Das Muster recht beglückter Ehen,
dergleichen wenige zu finden sind,
kann man in meiner Ehe sehen.
Wir leben wie unschuldge Kinder
und lieben uns noch heut nicht minder
als an dem Tag, da wir verbunden sind.
Ihr lacht und glaubt, dass dies nicht möglich ist,
ich aber schwör euch zu. Doch wisst:
Mein Weib ist stumm, und ich bin blind.

Philipp Ernst Raufseysen


Aus dem Vortitel des Bandes
Vor zweieinhalb Jahrhunderten mischte der Dichter Philipp Ernst Raufseysen (1743 – 1775) das Leben in Greifswald kräftig auf. Neben seiner Lehrtätigkeit an der Universität leitete er auch deren Studentenbühne. Ungeachtet ihrer zustimmenden öffentlichen Resonanz gab es unter Honoratioren der Stadt Argwohn gegenüber dem vermeintlich ungezügelten Treiben der Akteure. Vorgeblich, weil diese vom Studium abgehalten wurden und “Gerüchte” von einer theatralischen Gesellschaft auswärtige Fürsten dazu bewegen konnten, ihren Landeskindern den Besuch der Greifswalder Hohen Schule zu untersagen.

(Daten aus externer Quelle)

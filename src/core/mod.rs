//! Localization engine.
//!
//! Scanning runs leaves first: [`tokenizer`] turns a file into tokens,
//! [`extract`] finds the marker calls, [`scanner`] walks the source folders
//! and [`registry`] collapses the findings into one entry per text.
//! [`translation`] stores the per-locale tables and [`generator`] renders
//! the client files. [`context::Localization`] ties it all together.

pub mod context;
pub mod error;
pub mod events;
pub mod extract;
pub mod generator;
pub mod language;
pub mod locale;
pub mod registry;
pub mod scanner;
pub mod source;
pub mod tokenizer;
pub mod translation;
pub mod translator;

pub use context::{EntryStatus, LocaleCount, Localization, ScanSummary, SourceStatus};
pub use error::{LocalizationError, Result};
pub use events::{CacheKeyChanged, ClientFolderChanged, ListenerId, LocaleChanged};
pub use extract::DiscoveredString;
pub use generator::{ClientGenerator, WriteOutcome};
pub use language::{Family, Language};
pub use locale::{Locale, NATIVE_LOCALE, Namespace};
pub use registry::{Registry, StringEntry};
pub use scanner::{ScanFailure, ScanOutcome, ScanWarning};
pub use source::{Source, SourceDefinition};
pub use translation::TranslationTable;
pub use translator::Translator;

Literarisch trat Raufseysen an der Wende von Aufklärung und Empfindsamkeit hervor. Folgerichtig schritt er ein weites Feld an Themen, Stoffen und Motiven aus. Es reicht vom traditionsbewussten Lob des Landlebens und der Ruhe des Gemüts über die humoristisch-spielerische, oft ironische oder satirische Reflexion des bürgerlichen Alltags bis zur ausgelassenen Feier von Bacchus und Amor. Neben lustvollen anakreontischen Versen finden sich in den Texten des “Troubadours” teils deftige Spottgedichte und Scherzreden, etwa auf eine liederliche Buhlerin oder auf tölpelhafte Männer, zum ebenso kurzweiligen wie nachdenklich stimmenden Vergnügen der Leser - oder Hörer. Denn die Gedichte eignen sich bestens zum launigen Vortrag in geselliger Runde.